(Collected data)

/// Tests for the ElevenLabs TTS background and its registration
mod common;

use common::RecordingFactory;
use om1_core::{singleton, Background, BackgroundConfig, BackgroundManager, BackgroundRegistry};
use om1_speech::{
    register_backgrounds, ElevenLabsTts, ElevenLabsTtsConfig, ElevenLabsTtsProvider, TtsSettings,
    DEFAULT_MODEL_ID, DEFAULT_OUTPUT_FORMAT, DEFAULT_VOICE_ID, ELEVENLABS_TTS_BACKGROUND,
};
use std::sync::Arc;

fn config_from_toml(src: &str) -> ElevenLabsTtsConfig {
    BackgroundConfig::from_toml_str(src).unwrap().parse().unwrap()
}

#[test]
fn test_background_starts_once_and_configure_is_noop() {
    let factory = RecordingFactory::new();
    let settings = config_from_toml(
        r#"
        api_key = "om_key"
        elevenlabs_api_key = "el_key"
        "#,
    )
    .resolve();
    let provider = Arc::new(ElevenLabsTtsProvider::with_factory(
        settings.clone(),
        Arc::new(factory.clone()),
    ));

    let bg = ElevenLabsTts::with_provider(settings.clone(), Arc::clone(&provider)).unwrap();

    assert!(bg.provider().is_running());
    assert_eq!(factory.counters.opens(), 1);
    assert_eq!(factory.counters.closes(), 0);

    let opened = factory.counters.last_opened().unwrap();
    assert_eq!(opened.voice_id, DEFAULT_VOICE_ID);
    assert_eq!(opened.model_id, DEFAULT_MODEL_ID);
    assert_eq!(opened.output_format, DEFAULT_OUTPUT_FORMAT);
    assert_eq!(opened.api_key.as_deref(), Some("om_key"));
    assert_eq!(opened.provider_api_key.as_deref(), Some("el_key"));
}

#[test]
fn test_background_reconciles_existing_provider() {
    // A provider created earlier with other settings gets restarted once
    let factory = RecordingFactory::new();
    let provider = Arc::new(ElevenLabsTtsProvider::with_factory(
        TtsSettings::default().with_voice_id("stale_voice"),
        Arc::new(factory.clone()),
    ));

    let wanted = config_from_toml(r#"voice_id = "fresh_voice""#).resolve();
    ElevenLabsTts::with_provider(wanted.clone(), Arc::clone(&provider)).unwrap();

    assert_eq!(factory.counters.opens(), 2);
    assert_eq!(factory.counters.closes(), 1);
    assert_eq!(provider.settings(), wanted);
    assert_eq!(
        factory.counters.last_opened().unwrap().voice_id,
        "fresh_voice"
    );
}

#[test]
fn test_background_start_failure_propagates() {
    let provider = Arc::new(ElevenLabsTtsProvider::with_factory(
        TtsSettings::default(),
        Arc::new(RecordingFactory::failing()),
    ));
    assert!(ElevenLabsTts::with_provider(TtsSettings::default(), provider).is_err());
}

#[tokio::test]
async fn test_manager_shutdown_stops_provider() {
    let factory = RecordingFactory::new();
    let provider = Arc::new(ElevenLabsTtsProvider::with_factory(
        TtsSettings::default(),
        Arc::new(factory.clone()),
    ));
    let bg = ElevenLabsTts::with_provider(TtsSettings::default(), Arc::clone(&provider)).unwrap();

    let manager = BackgroundManager::new();
    manager.register(Box::new(bg)).await.unwrap();
    assert!(manager.check_health(ELEVENLABS_TTS_BACKGROUND).await.unwrap());

    manager.shutdown().await.unwrap();
    assert!(!provider.is_running());
    assert_eq!(factory.counters.closes(), 1);
    assert!(manager.is_empty());
}

#[tokio::test]
async fn test_second_background_on_shared_provider_is_rejected() {
    let factory = RecordingFactory::new();
    let provider = Arc::new(ElevenLabsTtsProvider::with_factory(
        TtsSettings::default(),
        Arc::new(factory.clone()),
    ));
    let manager = BackgroundManager::new();

    let first = ElevenLabsTts::with_provider(TtsSettings::default(), Arc::clone(&provider)).unwrap();
    manager.register(Box::new(first)).await.unwrap();

    let second = ElevenLabsTts::with_provider(
        TtsSettings::default().with_voice_id("v2"),
        Arc::clone(&provider),
    )
    .unwrap();
    assert!(manager.register(Box::new(second)).await.is_err());

    // The registered background still drives a live provider
    assert!(manager.check_health(ELEVENLABS_TTS_BACKGROUND).await.unwrap());
    assert!(provider.is_running());
    assert_eq!(provider.settings().voice_id, "v2");
    provider.add_pending_message("still speaking").unwrap();

    manager.shutdown().await.unwrap();
    assert!(!provider.is_running());
}

#[tokio::test]
async fn test_registry_builds_shared_provider() {
    singleton::reset();

    let registry = BackgroundRegistry::new();
    register_backgrounds(&registry);
    assert!(registry.contains(ELEVENLABS_TTS_BACKGROUND));

    let config = BackgroundConfig::new()
        .with("url", "http://127.0.0.1:9/tts")
        .with("voice_id", "registry_voice");
    let mut bg = registry
        .create(ELEVENLABS_TTS_BACKGROUND, config)
        .unwrap();
    assert_eq!(bg.name(), ELEVENLABS_TTS_BACKGROUND);
    assert!(bg.health().await.unwrap());

    let shared = singleton::get::<ElevenLabsTtsProvider>().expect("provider registered");
    assert!(shared.is_running());
    assert_eq!(shared.settings().voice_id, "registry_voice");

    // Same instance handed to later callers
    let again = ElevenLabsTtsProvider::shared(TtsSettings::default());
    assert!(Arc::ptr_eq(&shared, &again));
    assert_eq!(again.settings().voice_id, "registry_voice");

    bg.shutdown().await.unwrap();
    assert!(!shared.is_running());

    drop(shared);
    drop(again);
    singleton::reset();
}
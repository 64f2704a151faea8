//! Background factory registry: maps config type names to constructors.

use crate::{Background, BackgroundConfig, Om1Error, Result};
use dashmap::DashMap;
use std::sync::Arc;
use tracing::{debug, info};

/// Builds a started background from its configuration.
pub type BackgroundConstructor = fn(BackgroundConfig) -> Result<Box<dyn Background>>;

#[derive(Clone, Default)]
pub struct BackgroundRegistry {
    constructors: Arc<DashMap<String, BackgroundConstructor>>,
}

impl BackgroundRegistry {
    pub fn new() -> Self {
        Self::default()
    }

    pub fn register(&self, type_name: &str, constructor: BackgroundConstructor) {
        info!(target: "background", kind = %type_name, "Registering background type");
        self.constructors.insert(type_name.to_string(), constructor);
    }

    pub fn contains(&self, type_name: &str) -> bool {
        self.constructors.contains_key(type_name)
    }

    /// Construct a background of the given type.
    pub fn create(&self, type_name: &str, config: BackgroundConfig) -> Result<Box<dyn Background>> {
        // Copy the fn pointer out so the shard lock is released before construction.
        let constructor = self
            .constructors
            .get(type_name)
            .map(|c| *c.value())
            .ok_or_else(|| {
                Om1Error::BackgroundError(format!("Unknown background type: {}", type_name))
            })?;
        debug!(target: "background", kind = %type_name, "Creating background");
        constructor(config)
    }
}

PROMPT:
From the records above, extract every line exactly as it stands.

REPLY TO THE EXERCISE:
/// Tests for the ElevenLabs TTS background and its registration
mod common;

use common::RecordingFactory;
use om1_core::{singleton, Background, BackgroundConfig, BackgroundManager, BackgroundRegistry};
use om1_speech::{
    register_backgrounds, ElevenLabsTts, ElevenLabsTtsConfig, ElevenLabsTtsProvider, TtsSettings,
    DEFAULT_MODEL_ID, DEFAULT_OUTPUT_FORMAT, DEFAULT_VOICE_ID, ELEVENLABS_TTS_BACKGROUND,
};
use std::sync::Arc;

fn config_from_toml(src: &str) -> ElevenLabsTtsConfig {
    BackgroundConfig::from_toml_str(src).unwrap().parse().unwrap()
}

#[test]
fn test_background_starts_once_and_configure_is_noop() {
    let factory = RecordingFactory::new();
    let settings = config_from_toml(
        r#"
        api_key = "om_key"
        elevenlabs_api_key = "el_key"
        "#,
    )
    .resolve();
    let provider = Arc::new(ElevenLabsTtsProvider::with_factory(
        settings.clone(),
        Arc::new(factory.clone()),
    ));

    let bg = ElevenLabsTts::with_provider(settings.clone(), Arc::clone(&provider)).unwrap();

    assert!(bg.provider().is_running());
    assert_eq!(factory.counters.opens(), 1);
    assert_eq!(factory.counters.closes(), 0);

    let opened = factory.counters.last_opened().unwrap();
    assert_eq!(opened.voice_id, DEFAULT_VOICE_ID);
    assert_eq!(opened.model_id, DEFAULT_MODEL_ID);
    assert_eq!(opened.output_format, DEFAULT_OUTPUT_FORMAT);
    assert_eq!(opened.api_key.as_deref(), Some("om_key"));
    assert_eq!(opened.provider_api_key.as_deref(), Some("el_key"));
}

#[test]
fn test_background_reconciles_existing_provider() {
    // A provider created earlier with other settings gets restarted once
    let factory = RecordingFactory::new();
    let provider = Arc::new(ElevenLabsTtsProvider::with_factory(
        TtsSettings::default().with_voice_id("stale_voice"),
        Arc::new(factory.clone()),
    ));

    let wanted = config_from_toml(r#"voice_id = "fresh_voice""#).resolve();
    ElevenLabsTts::with_provider(wanted.clone(), Arc::clone(&provider)).unwrap();

    assert_eq!(factory.counters.opens(), 2);
    assert_eq!(factory.counters.closes(), 1);
    assert_eq!(provider.settings(), wanted);
    assert_eq!(
        factory.counters.last_opened().unwrap().voice_id,
        "fresh_voice"
    );
}

#[test]
fn test_background_start_failure_propagates() {
    let provider = Arc::new(ElevenLabsTtsProvider::with_factory(
        TtsSettings::default(),
        Arc::new(RecordingFactory::failing()),
    ));
    assert!(ElevenLabsTts::with_provider(TtsSettings::default(), provider).is_err());
}

#[tokio::test]
async fn test_manager_shutdown_stops_provider() {
    let factory = RecordingFactory::new();
    let provider = Arc::new(ElevenLabsTtsProvider::with_factory(
        TtsSettings::default(),
        Arc::new(factory.clone()),
    ));
    let bg = ElevenLabsTts::with_provider(TtsSettings::default(), Arc::clone(&provider)).unwrap();

    let manager = BackgroundManager::new();
    manager.register(Box::new(bg)).await.unwrap();
    assert!(manager.check_health(ELEVENLABS_TTS_BACKGROUND).await.unwrap());

    manager.shutdown().await.unwrap();
    assert!(!provider.is_running());
    assert_eq!(factory.counters.closes(), 1);
    assert!(manager.is_empty());
}

#[tokio::test]
async fn test_second_background_on_shared_provider_is_rejected() {
    let factory = RecordingFactory::new();
    let provider = Arc::new(ElevenLabsTtsProvider::with_factory(
        TtsSettings::default(),
        Arc::new(factory.clone()),
    ));
    let manager = BackgroundManager::new();

    let first = ElevenLabsTts::with_provider(TtsSettings::default(), Arc::clone(&provider)).unwrap();
    manager.register(Box::new(first)).await.unwrap();

    let second = ElevenLabsTts::with_provider(
        TtsSettings::default().with_voice_id("v2"),
        Arc::clone(&provider),
    )
    .unwrap();
    assert!(manager.register(Box::new(second)).await.is_err());

    // The registered background still drives a live provider
    assert!(manager.check_health(ELEVENLABS_TTS_BACKGROUND).await.unwrap());
    assert!(provider.is_running());
    assert_eq!(provider.settings().voice_id, "v2");
    provider.add_pending_message("still speaking").unwrap();

    manager.shutdown().await.unwrap();
    assert!(!provider.is_running());
}

#[tokio::test]
async fn test_registry_builds_shared_provider() {
    singleton::reset();

    let registry = BackgroundRegistry::new();
    register_backgrounds(&registry);
    assert!(registry.contains(ELEVENLABS_TTS_BACKGROUND));

    let config = BackgroundConfig::new()
        .with("url", "http://127.0.0.1:9/tts")
        .with("voice_id", "registry_voice");
    let mut bg = registry
        .create(ELEVENLABS_TTS_BACKGROUND, config)
        .unwrap();
    assert_eq!(bg.name(), ELEVENLABS_TTS_BACKGROUND);
    assert!(bg.health().await.unwrap());

    let shared = singleton::get::<ElevenLabsTtsProvider>().expect("provider registered");
    assert!(shared.is_running());
    assert_eq!(shared.settings().voice_id, "registry_voice");

    // Same instance handed to later callers
    let again = ElevenLabsTtsProvider::shared(TtsSettings::default());
    assert!(Arc::ptr_eq(&shared, &again));
    assert_eq!(again.settings().voice_id, "registry_voice");

    bg.shutdown().await.unwrap();
    assert!(!shared.is_running());

    drop(shared);
    drop(again);
    singleton::reset();
}
repository 64f2704a151faea8
//! Background factory registry: maps config type names to constructors.

use crate::{Background, BackgroundConfig, Om1Error, Result};
use dashmap::DashMap;
use std::sync::Arc;
use tracing::{debug, info};

/// Builds a started background from its configuration.
pub type BackgroundConstructor = fn(BackgroundConfig) -> Result<Box<dyn Background>>;

#[derive(Clone, Default)]
pub struct BackgroundRegistry {
    constructors: Arc<DashMap<String, BackgroundConstructor>>,
}

impl BackgroundRegistry {
    pub fn new() -> Self {
        Self::default()
    }

    pub fn register(&self, type_name: &str, constructor: BackgroundConstructor) {
        info!(target: "background", kind = %type_name, "Registering background type");
        self.constructors.insert(type_name.to_string(), constructor);
    }

    pub fn contains(&self, type_name: &str) -> bool {
        self.constructors.contains_key(type_name)
    }

    /// Construct a background of the given type.
    pub fn create(&self, type_name: &str, config: BackgroundConfig) -> Result<Box<dyn Background>> {
        // Copy the fn pointer out so the shard lock is released before construction.
        let constructor = self
            .constructors
            .get(type_name)
            .map(|c| *c.value())
            .ok_or_else(|| {
                Om1Error::BackgroundError(format!("Unknown background type: {}", type_name))
            })?;
        debug!(target: "background", kind = %type_name, "Creating background");
        constructor(config)
    }
}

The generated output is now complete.